A lot more understanding could have added in the article by comparing it to other ARM Cortex A9 processors on 45nm silicon like OMAP4;
http://focus.ti.com/lit/ml/swpt034b/swpt034b.pdf
Just looking at the block diagram and comparing it to A5 would tell you alot.
You could have discussed differences in size between PowerVR SGX543MP2 in A5 and PowerVR SGX540 in OMAP4;
http://www.anandtech.com/show/4216/apple-ipad-2-gpu-performance-explored-powervr-sgx543mp2-benchmarked
http://en.wikipedia.org/wiki/PowerVR
Even ARM's site itself provides info on example die sizes with different process for development kit chips that give some insight on what to expect.
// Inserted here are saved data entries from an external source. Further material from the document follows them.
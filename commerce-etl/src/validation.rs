//! Stateless structural and data-quality checks on a dataset.
//!
//! Every check is fail-fast: it reports the problem as a typed
//! [`SchemaValidationError`] and never repairs the table.

use crate::coercion::ColumnType;
use crate::dataset::Dataset;
use crate::error::{Result, SchemaValidationError};
use crate::logging::EtlLogger;
use arrow::array::{Array, Float64Array};
use arrow::compute::cast;
use arrow::datatypes::DataType;
use std::collections::HashSet;

/// Runs schema checks against one table.
///
/// # Examples
///
/// ```rust
/// use arrow::array::{ArrayRef, Int64Array};
/// use commerce_etl::dataset::Dataset;
/// use commerce_etl::logging::EtlLogger;
/// use commerce_etl::validation::SchemaValidator;
/// use std::sync::Arc;
///
/// let reviews = Dataset::try_from_columns(
///     "reviews",
///     vec![("rating", Arc::new(Int64Array::from(vec![1, 5, 7])) as ArrayRef)],
/// )
/// .unwrap();
/// let logger = EtlLogger::transformation();
/// let validator = SchemaValidator::new(&reviews, &logger);
///
/// assert!(validator.validate_required_columns(&["rating"]).is_ok());
/// let err = validator
///     .validate_numeric_range("rating", Some(1.0), Some(5.0))
///     .unwrap_err();
/// assert_eq!(err.kind(), "RangeValidationError");
/// ```
pub struct SchemaValidator<'a> {
    dataset: &'a Dataset,
    logger: &'a EtlLogger,
}

impl<'a> SchemaValidator<'a> {
    pub fn new(dataset: &'a Dataset, logger: &'a EtlLogger) -> Self {
        Self { dataset, logger }
    }

    fn table(&self) -> String {
        self.dataset.name().to_string()
    }

    /// Fails listing every declared column that is absent.
    pub fn validate_required_columns(&self, columns: &[&str]) -> Result<()> {
        let missing: Vec<String> = columns
            .iter()
            .filter(|c| !self.dataset.has_column(c))
            .map(|c| (*c).to_string())
            .collect();
        if !missing.is_empty() {
            return Err(self
                .logger
                .raise(SchemaValidationError::MissingRequiredColumns {
                    table: self.table(),
                    columns: missing,
                }));
        }
        crate::perf_debug!(
            self.logger,
            table = self.dataset.name(),
            columns = columns.len(),
            "Required columns present"
        );
        Ok(())
    }

    /// Fails listing every column that is not in `allowed`.
    pub fn validate_allowed_columns(&self, allowed: &[&str]) -> Result<()> {
        let unexpected: Vec<String> = self
            .dataset
            .column_names()
            .into_iter()
            .filter(|c| !allowed.contains(c))
            .map(String::from)
            .collect();
        if !unexpected.is_empty() {
            return Err(self.logger.raise(SchemaValidationError::UnexpectedColumns {
                table: self.table(),
                columns: unexpected,
            }));
        }
        Ok(())
    }

    /// Fails naming every column that holds nulls, with its null count.
    ///
    /// `None` checks all columns.
    pub fn validate_no_nulls(&self, columns: Option<&[&str]>) -> Result<()> {
        let all = self.dataset.column_names();
        let columns = columns.unwrap_or(&all);
        self.validate_required_columns(columns)?;

        let violations: Vec<(String, usize)> = columns
            .iter()
            .filter_map(|c| {
                self.dataset
                    .null_count(c)
                    .filter(|n| *n > 0)
                    .map(|n| ((*c).to_string(), n))
            })
            .collect();
        if !violations.is_empty() {
            return Err(self.logger.raise(SchemaValidationError::NullConstraint {
                table: self.table(),
                violations,
            }));
        }
        Ok(())
    }

    /// Fails with the number of non-null values outside `[min, max]`.
    ///
    /// Nulls are not range violations.
    pub fn validate_numeric_range(
        &self,
        column: &str,
        min_value: Option<f64>,
        max_value: Option<f64>,
    ) -> Result<()> {
        self.validate_required_columns(&[column])?;
        let array = self.dataset.require_column(column)?;
        if !array.data_type().is_numeric() {
            return Err(self.logger.raise(SchemaValidationError::DataTypeMismatch {
                table: self.table(),
                column: column.to_string(),
                expected: "numeric".to_string(),
                found: array.data_type().to_string(),
            }));
        }

        let values = cast(array, &DataType::Float64)?;
        let values = values
            .as_any()
            .downcast_ref::<Float64Array>()
            .ok_or_else(|| crate::error::EtlError::Internal("Expected Float64 values".into()))?;

        let below = min_value
            .map(|min| values.iter().flatten().filter(|v| *v < min).count())
            .unwrap_or(0);
        let above = max_value
            .map(|max| values.iter().flatten().filter(|v| *v > max).count())
            .unwrap_or(0);

        if below + above > 0 {
            let bound = match (below > 0, above > 0, min_value, max_value) {
                (true, true, Some(min), Some(max)) => format!("range [{min}, {max}]"),
                (true, _, Some(min), _) => format!("min_value {min}"),
                (_, _, _, Some(max)) => format!("max_value {max}"),
                _ => "declared range".to_string(),
            };
            return Err(self.logger.raise(SchemaValidationError::RangeValidation {
                table: self.table(),
                column: column.to_string(),
                violations: below + above,
                bound,
            }));
        }
        Ok(())
    }

    /// Fails with the number of rows whose key combination already occurred.
    pub fn validate_unique_values(&self, columns: &[&str]) -> Result<()> {
        self.validate_required_columns(columns)?;
        let rows = self.dataset.key_rows(columns)?;
        let distinct: HashSet<_> = rows.iter().collect();
        let duplicates = self.dataset.num_rows() - distinct.len();
        if duplicates > 0 {
            return Err(self.logger.raise(SchemaValidationError::DuplicateKey {
                table: self.table(),
                columns: columns.iter().map(|c| (*c).to_string()).collect(),
                duplicates,
            }));
        }
        Ok(())
    }

    /// Fails on the first column whose Arrow type does not match its declaration.
    pub fn validate_column_types(&self, columns: &[(&str, ColumnType)]) -> Result<()> {
        for (column, expected) in columns {
            let array = self.dataset.require_column(column)?;
            if !expected.matches(array.data_type()) {
                return Err(self.logger.raise(SchemaValidationError::DataTypeMismatch {
                    table: self.table(),
                    column: (*column).to_string(),
                    expected: expected.to_string(),
                    found: array.data_type().to_string(),
                }));
            }
        }
        Ok(())
    }
}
Cortex A8 supported optional upto 1MB of L2 Cache while A9 supports upto 8MB for example.
Here is an interesting quote;
"A final mobile constraint that must be addressed is balancing the need to minimize die size, but providing large enough memory cache to keep multiple cores from being stalled. If a single core device requires
N amount of cache, up to 4*N cache may be required to achieve good performance in a multicore device.
Other memory design issues include data coherence and system memory consistency, to ensure processors
all have access to the current data at the correct time"
See Page 3;
http://focus.ti.com/pdfs/wtbu/smp_wp_swpy022.pdf
Some more general information from other chip makers of ARM designs would have provided more insight.
Sure there are lots of different IP blocks to choose from and it is important to have designer level understanding to make right choices.
But Apple has nothing to gain making IP choices or custom development public public it is not selling chips. Apple can also benefit from the "magic" of people imagining they are doing much more than they actually are.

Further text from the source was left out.